Task requirements: Each time a line of the listing holds "General", copy that line.

Records to use:
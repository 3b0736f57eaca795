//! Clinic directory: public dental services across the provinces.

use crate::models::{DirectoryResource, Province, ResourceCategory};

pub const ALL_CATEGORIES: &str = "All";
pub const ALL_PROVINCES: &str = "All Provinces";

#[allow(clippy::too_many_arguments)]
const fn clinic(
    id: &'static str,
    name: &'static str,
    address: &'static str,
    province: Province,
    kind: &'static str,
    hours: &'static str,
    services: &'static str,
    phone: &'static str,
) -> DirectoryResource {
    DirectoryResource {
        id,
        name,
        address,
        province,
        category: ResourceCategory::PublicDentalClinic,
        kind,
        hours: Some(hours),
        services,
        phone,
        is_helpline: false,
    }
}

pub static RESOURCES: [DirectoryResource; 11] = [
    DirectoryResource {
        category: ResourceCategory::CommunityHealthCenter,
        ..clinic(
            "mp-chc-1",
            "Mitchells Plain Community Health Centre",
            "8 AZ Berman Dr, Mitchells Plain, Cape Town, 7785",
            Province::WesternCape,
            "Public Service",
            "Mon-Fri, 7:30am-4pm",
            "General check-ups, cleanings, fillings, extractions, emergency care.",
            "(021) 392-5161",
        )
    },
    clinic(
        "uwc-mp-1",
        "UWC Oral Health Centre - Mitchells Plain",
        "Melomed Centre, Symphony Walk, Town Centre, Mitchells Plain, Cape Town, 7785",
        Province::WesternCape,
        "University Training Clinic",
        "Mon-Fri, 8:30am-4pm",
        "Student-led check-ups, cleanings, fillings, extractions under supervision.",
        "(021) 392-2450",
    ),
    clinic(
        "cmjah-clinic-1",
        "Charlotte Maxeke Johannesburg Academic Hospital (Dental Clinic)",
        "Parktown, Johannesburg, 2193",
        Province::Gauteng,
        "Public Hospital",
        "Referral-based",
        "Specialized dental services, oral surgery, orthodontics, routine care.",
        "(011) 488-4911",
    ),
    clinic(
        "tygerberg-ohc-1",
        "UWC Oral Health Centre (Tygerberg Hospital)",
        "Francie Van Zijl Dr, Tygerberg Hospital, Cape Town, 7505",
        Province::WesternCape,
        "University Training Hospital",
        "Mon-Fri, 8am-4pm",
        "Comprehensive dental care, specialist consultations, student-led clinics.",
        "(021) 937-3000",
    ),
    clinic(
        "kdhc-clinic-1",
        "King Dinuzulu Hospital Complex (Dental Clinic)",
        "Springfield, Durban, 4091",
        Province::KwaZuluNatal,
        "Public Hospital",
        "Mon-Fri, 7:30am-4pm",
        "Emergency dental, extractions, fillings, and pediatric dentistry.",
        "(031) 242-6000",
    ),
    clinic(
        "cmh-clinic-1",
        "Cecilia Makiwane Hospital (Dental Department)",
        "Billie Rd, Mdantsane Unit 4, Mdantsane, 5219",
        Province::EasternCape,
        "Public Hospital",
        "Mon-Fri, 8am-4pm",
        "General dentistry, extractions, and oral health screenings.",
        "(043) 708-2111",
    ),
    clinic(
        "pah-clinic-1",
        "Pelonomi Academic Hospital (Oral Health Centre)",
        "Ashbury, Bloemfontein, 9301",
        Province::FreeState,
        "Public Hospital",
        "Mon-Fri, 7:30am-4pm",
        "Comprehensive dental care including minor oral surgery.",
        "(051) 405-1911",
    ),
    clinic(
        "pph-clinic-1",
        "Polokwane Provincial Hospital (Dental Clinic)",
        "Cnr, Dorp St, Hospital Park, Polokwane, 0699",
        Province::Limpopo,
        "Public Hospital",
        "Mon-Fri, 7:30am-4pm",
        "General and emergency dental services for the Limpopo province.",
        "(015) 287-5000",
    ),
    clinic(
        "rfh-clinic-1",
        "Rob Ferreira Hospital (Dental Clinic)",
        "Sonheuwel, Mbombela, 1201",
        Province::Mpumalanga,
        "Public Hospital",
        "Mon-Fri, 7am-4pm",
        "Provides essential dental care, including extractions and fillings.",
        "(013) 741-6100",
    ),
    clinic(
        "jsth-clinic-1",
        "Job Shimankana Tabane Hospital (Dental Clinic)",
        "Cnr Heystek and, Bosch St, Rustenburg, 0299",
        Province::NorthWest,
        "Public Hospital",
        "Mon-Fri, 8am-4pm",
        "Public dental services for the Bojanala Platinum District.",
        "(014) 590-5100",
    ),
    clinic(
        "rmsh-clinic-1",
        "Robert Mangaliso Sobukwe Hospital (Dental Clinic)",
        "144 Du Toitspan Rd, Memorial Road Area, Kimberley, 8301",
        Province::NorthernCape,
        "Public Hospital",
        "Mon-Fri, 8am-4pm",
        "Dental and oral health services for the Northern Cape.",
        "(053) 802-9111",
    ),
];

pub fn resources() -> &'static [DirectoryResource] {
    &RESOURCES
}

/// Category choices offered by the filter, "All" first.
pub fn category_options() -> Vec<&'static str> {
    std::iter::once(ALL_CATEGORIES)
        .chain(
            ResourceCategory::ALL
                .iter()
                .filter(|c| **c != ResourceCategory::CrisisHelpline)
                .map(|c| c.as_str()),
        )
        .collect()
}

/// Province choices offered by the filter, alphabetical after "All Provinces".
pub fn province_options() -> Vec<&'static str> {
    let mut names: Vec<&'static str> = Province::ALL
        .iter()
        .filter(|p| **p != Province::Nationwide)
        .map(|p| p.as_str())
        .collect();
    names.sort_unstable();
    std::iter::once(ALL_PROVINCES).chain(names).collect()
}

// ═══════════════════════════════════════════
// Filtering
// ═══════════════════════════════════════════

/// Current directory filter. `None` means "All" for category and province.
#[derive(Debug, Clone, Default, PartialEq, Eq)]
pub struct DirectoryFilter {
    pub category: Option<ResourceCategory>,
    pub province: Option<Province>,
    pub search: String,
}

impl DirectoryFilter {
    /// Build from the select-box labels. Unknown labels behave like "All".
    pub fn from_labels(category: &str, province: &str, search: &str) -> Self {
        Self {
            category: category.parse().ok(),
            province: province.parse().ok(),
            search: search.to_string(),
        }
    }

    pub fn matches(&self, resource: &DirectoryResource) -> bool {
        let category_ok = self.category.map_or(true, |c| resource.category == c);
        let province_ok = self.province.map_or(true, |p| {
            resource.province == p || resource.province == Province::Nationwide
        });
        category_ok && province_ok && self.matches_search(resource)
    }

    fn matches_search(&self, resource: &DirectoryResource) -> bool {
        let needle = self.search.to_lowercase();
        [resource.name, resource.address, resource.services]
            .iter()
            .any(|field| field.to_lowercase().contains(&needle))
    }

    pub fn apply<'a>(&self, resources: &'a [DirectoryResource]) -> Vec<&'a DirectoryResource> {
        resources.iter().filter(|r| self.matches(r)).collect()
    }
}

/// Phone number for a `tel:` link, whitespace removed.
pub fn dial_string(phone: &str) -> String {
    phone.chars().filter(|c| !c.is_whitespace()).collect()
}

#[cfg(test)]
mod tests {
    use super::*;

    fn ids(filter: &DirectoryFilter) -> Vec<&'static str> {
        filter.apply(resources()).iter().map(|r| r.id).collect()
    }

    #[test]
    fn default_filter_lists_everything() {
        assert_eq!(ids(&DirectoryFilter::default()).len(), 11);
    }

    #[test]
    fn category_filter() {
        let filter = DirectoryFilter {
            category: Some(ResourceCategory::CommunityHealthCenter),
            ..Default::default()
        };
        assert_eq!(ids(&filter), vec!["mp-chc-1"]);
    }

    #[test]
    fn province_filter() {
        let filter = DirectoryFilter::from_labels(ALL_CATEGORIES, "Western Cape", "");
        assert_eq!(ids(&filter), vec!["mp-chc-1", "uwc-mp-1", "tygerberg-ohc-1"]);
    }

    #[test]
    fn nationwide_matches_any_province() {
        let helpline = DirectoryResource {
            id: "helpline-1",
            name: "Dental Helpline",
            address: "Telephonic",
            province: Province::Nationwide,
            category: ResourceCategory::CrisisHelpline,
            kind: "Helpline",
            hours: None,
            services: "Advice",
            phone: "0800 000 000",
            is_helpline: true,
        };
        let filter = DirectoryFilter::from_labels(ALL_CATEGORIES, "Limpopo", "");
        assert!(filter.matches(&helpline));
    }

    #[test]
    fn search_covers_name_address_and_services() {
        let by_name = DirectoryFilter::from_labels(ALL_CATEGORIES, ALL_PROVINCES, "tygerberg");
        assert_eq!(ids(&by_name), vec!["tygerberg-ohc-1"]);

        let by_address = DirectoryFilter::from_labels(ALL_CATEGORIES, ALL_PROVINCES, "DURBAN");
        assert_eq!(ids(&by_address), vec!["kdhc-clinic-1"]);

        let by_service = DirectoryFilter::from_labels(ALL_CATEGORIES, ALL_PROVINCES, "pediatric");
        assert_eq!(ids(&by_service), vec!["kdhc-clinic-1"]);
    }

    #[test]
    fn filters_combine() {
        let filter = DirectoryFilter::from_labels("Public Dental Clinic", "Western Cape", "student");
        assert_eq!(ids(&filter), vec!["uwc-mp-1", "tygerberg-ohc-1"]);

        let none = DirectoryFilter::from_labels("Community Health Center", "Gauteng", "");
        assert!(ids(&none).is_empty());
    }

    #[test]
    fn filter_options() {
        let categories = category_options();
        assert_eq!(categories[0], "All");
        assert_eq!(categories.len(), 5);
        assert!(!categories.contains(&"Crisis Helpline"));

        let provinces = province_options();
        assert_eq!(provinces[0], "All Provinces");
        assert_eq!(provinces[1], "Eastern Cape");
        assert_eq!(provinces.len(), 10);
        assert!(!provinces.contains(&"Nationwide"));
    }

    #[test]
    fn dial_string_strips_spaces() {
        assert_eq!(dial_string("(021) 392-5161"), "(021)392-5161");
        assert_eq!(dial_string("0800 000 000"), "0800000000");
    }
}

Finished exercise:
            "General check-ups, cleanings, fillings, extractions, emergency care.",
        "General dentistry, extractions, and oral health screenings.",
        "General and emergency dental services for the Limpopo province.",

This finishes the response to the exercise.